From Casetext: Smarter Legal Research

In re Marriage of Smith

The Court of Appeals of Washington, Division Two
Jun 28, 2011
162 Wn. App. 1032 (Wash. Ct. App. 2011)

Opinion

No. 40300-5-II.

Filed: June 28, 2011. Unpublished Opinion

Appeal from a judgment of the Superior Court for Grays Harbor County, No. 06-3-00268-7, David L. Edwards and F. Mark McCauley, JJ., entered February 5, 2010.


Reversed and remanded with instructions by unpublished opinion per Hunt, J., concurred in by Penoyar, C.J., and Johanson, J.


McKayla Smith challenges the superior court's authority to act on a motion to modify an existing parenting plan. She argues that the trial court judge erred when he determined that her affidavit of prejudice was untimely and declined to remove himself from the hearing the motion to modify. Because we find this issue dispositive, we do not address her other arguments. We vacate the modified parenting plans and remand for further proceedings before a different judge.

Smith also raises several arguments related to the trial court's authority to amend the August 7, 2009 parenting plan without first requiring the parties to file a new motion to modify the parenting plan and to enter a February 5, 2010 temporary order. She challenges most of the trial court's findings of fact and conclusions of law and the trial court's award of costs to children's father.

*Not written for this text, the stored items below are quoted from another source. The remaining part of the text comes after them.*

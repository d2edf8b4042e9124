#![allow(
    // Terminal cell math: the canvas is a few hundred units and terminals a few hundred cells
    clippy::cast_possible_truncation,
    clippy::cast_sign_loss,
    clippy::cast_precision_loss
)]

use crate::app::{App, RenderSymbol};
use crate::components::{GameState, Machine, Phase};
use crate::symbols::{Position, Size};
use ratatui::{
    prelude::*,
    widgets::{Block, BorderType, Borders, Paragraph, Wrap},
};

// Width of the info panel beside the reels
const INFO_WIDTH: u16 = 28;

pub fn render(f: &mut Frame, app: &App) {
    let layout = main_layout(f.area());
    let board = layout[0];

    f.render_widget(
        Block::default()
            .borders(Borders::ALL)
            .title(" SLOTS ")
            .title_alignment(Alignment::Center),
        board,
    );

    let inner = board_area(f.area());
    render_reels(f, app, inner);
    render_info(f, app, layout[1]);
}

fn main_layout(area: Rect) -> std::rc::Rc<[Rect]> {
    Layout::default()
        .direction(Direction::Horizontal)
        .constraints([Constraint::Min(20), Constraint::Length(INFO_WIDTH)])
        .split(area)
}

/// Terminal rect the logical canvas is drawn into.
#[must_use]
pub fn board_area(area: Rect) -> Rect {
    Block::default().borders(Borders::ALL).inner(main_layout(area)[0])
}

/// Maps a logical canvas rect onto `board`, or `None` when it covers no cell.
#[must_use]
pub fn canvas_rect(board: Rect, canvas: Size, x: f32, y: f32, width: f32, height: f32) -> Option<Rect> {
    if canvas.width <= 0.0 || canvas.height <= 0.0 {
        return None;
    }

    let scale_x = f32::from(board.width) / canvas.width;
    let scale_y = f32::from(board.height) / canvas.height;

    let left = (x * scale_x).round().max(0.0) as u16;
    let top = (y * scale_y).round().max(0.0) as u16;
    let right = ((x + width) * scale_x).round().max(0.0) as u16;
    let bottom = ((y + height) * scale_y).round().max(0.0) as u16;

    let right = right.min(board.width);
    let bottom = bottom.min(board.height);
    if right <= left || bottom <= top {
        return None;
    }

    Some(Rect::new(
        board.x + left,
        board.y + top,
        right - left,
        bottom - top,
    ))
}

/// Canvas coordinates of the terminal cell at `column`, `row`, if inside `board`.
#[must_use]
pub fn canvas_point(board: Rect, canvas: Size, column: u16, row: u16) -> Option<Position> {
    if board.width == 0 || board.height == 0 {
        return None;
    }
    if column < board.x || row < board.y || column >= board.right() || row >= board.bottom() {
        return None;
    }

    Some(Position {
        x: (f32::from(column - board.x) + 0.5) * canvas.width / f32::from(board.width),
        y: (f32::from(row - board.y) + 0.5) * canvas.height / f32::from(board.height),
    })
}

/// Short label for a symbol that fits a small cell.
#[must_use]
pub fn label(symbol: &RenderSymbol, width: u16) -> String {
    let text = if symbol.wildcard {
        format!("*{}*", symbol.name.to_uppercase())
    } else {
        symbol.name.to_uppercase()
    };
    text.chars().take(usize::from(width)).collect()
}

fn render_reels(f: &mut Frame, app: &App, board: Rect) {
    let machine = app.world.resource::<Machine>();
    let canvas = machine.canvas;
    let margins = machine.margins;

    // Symbols outside the grid window are masked off
    let window_left = margins.vertical;
    let window_right = canvas.width - margins.vertical;
    let window_top = margins.horizontal;
    let window_bottom = canvas.height - margins.horizontal;

    for symbol in app.render_symbols() {
        let x0 = symbol.position.x.max(window_left);
        let y0 = symbol.position.y.max(window_top);
        let x1 = (symbol.position.x + symbol.size.width).min(window_right);
        let y1 = (symbol.position.y + symbol.size.height).min(window_bottom);
        if x1 <= x0 || y1 <= y0 {
            continue;
        }

        let Some(area) = canvas_rect(board, canvas, x0, y0, x1 - x0, y1 - y0) else {
            continue;
        };

        let color = if symbol.wildcard {
            Color::LightMagenta
        } else {
            Color::White
        };

        let text = label(&symbol, area.width.saturating_sub(2).max(1));
        if area.height >= 3 && area.width >= 3 {
            let block = if symbol.highlighted {
                Block::default()
                    .borders(Borders::ALL)
                    .border_type(BorderType::Double)
                    .border_style(
                        Style::default()
                            .fg(Color::Yellow)
                            .add_modifier(Modifier::BOLD),
                    )
            } else {
                Block::default()
                    .borders(Borders::ALL)
                    .border_style(Style::default().fg(Color::DarkGray))
            };

            let inner = block.inner(area);
            f.render_widget(block, area);
            let mid = Rect::new(inner.x, inner.y + inner.height / 2, inner.width, 1);
            f.render_widget(
                Paragraph::new(text)
                    .alignment(Alignment::Center)
                    .style(Style::default().fg(color)),
                mid,
            );
        } else {
            let style = if symbol.highlighted {
                Style::default().fg(Color::Black).bg(Color::Yellow)
            } else {
                Style::default().fg(color)
            };
            f.render_widget(Paragraph::new(text).style(style), area);
        }
    }
}

fn render_info(f: &mut Frame, app: &App, area: Rect) {
    let state = app.world.resource::<GameState>();
    let machine = app.world.resource::<Machine>();

    let sections = Layout::default()
        .direction(Direction::Vertical)
        .constraints([
            Constraint::Length(2), // Title
            Constraint::Length(8), // Wallet and bet
            Constraint::Min(5),    // Controls
        ])
        .split(area);

    let title = Paragraph::new("INFO")
        .alignment(Alignment::Center)
        .block(Block::default().borders(Borders::BOTTOM));
    f.render_widget(title, sections[0]);

    let (lines, cost) = state
        .bet_option(&machine.bets)
        .map_or((0, 0), |bet| (bet.lines, bet.cost));

    let status = match state.phase {
        Phase::Idle => "Ready".to_string(),
        Phase::Rolling => "Rolling...".to_string(),
        Phase::Scoring => "Scoring...".to_string(),
        Phase::Highlighting { run, .. } => {
            format!("Win {}/{}", run + 1, state.result.runs.len().max(1))
        }
    };

    let stats = format!(
        "Balance: {}\nLines: {lines}\nCost: {cost}\nLast win: {}\nTotal won: {}\nSpins: {}\n\n{status}",
        state.balance, state.last_win, state.total_won, state.spins,
    );

    let status_color = if state.balance < cost && state.is_idle() {
        Color::Red
    } else if matches!(state.phase, Phase::Highlighting { .. }) && state.result.total > 0 {
        Color::LightYellow
    } else {
        Color::White
    };

    f.render_widget(
        Paragraph::new(stats)
            .style(Style::default().fg(status_color))
            .wrap(Wrap { trim: true }),
        sections[1],
    );

    let controls = Paragraph::new(
        "Controls:\n\
        Space/Enter: Spin\n\
        Click reels: Spin\n\
        ↑/↓: Lines\n\
        Q: Quit\n\
        ",
    )
    .block(Block::default().borders(Borders::TOP))
    .wrap(Wrap { trim: true });
    f.render_widget(controls, sections[2]);
}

In this appeal, McKayla appears to challenge only the April 30, 2010 modified parenting plan; she does not appear also to challenge the agreed final parenting plan entered on August 7, 2009. Because McKayla's filing her affidavit of prejudice divested Judge Edwards of authority to modify the original August 15, 2008 plan when she brought her affidavit to his attention, in our view, her affidavit divested him of authority to enter the 2009 plan as well as the challenged 2010 plan.

FACTS

McKayla and Matthew Smith married in Hoquiam on August 16, 2003. They had two sons, CS, born in 2004, and RS, born in 2007; McKayla was their primary caretaker.

Because the parties share the same last name, we refer to them by their first names for clarity. We intend no disrespect.

I. Original Parenting Plan, Judge Edwards

In 2006, McKayla filed to dissolve the marriage. On August 15, 2008, Judge David L. Edwards entered a final parenting plan setting the children's residential schedule, designating McKayla as the primary residential parent, and establishing Matthew's visitation schedule.

II. Superior Court Motions, Judge Edwards

In 2008, Matthew filed a contempt motion alleging that McKayla had interfered with his visitation. The contempt hearing was set for October 27, 2008.

In her Brief of Appellant, McKayla states that she would supplement the record with this contempt motion. But the contempt motion is not in the record on appeal; thus, we do not know what grounds for contempt Matthew alleged or whether it might have generated some confusion with the simultaneously pending motion to modify.

On October 24, Matthew moved to modify the August 15, 2008 parenting plan, alleging in a supporting declaration that he was concerned for his sons' safety because McKayla had twice been the victim of domestic violence by a boyfriend and that at least one of these incidents had occurred after the trial court had entered the August 15, 2008 parenting plan. Matthew asked for a temporary parenting plan designating him as the primary residential parent, giving him sole decision-making authority, and requiring that all visitations with McKayla be at her parents' home. The adequate cause hearing on this motion to modify the parenting plan was noted for November 3.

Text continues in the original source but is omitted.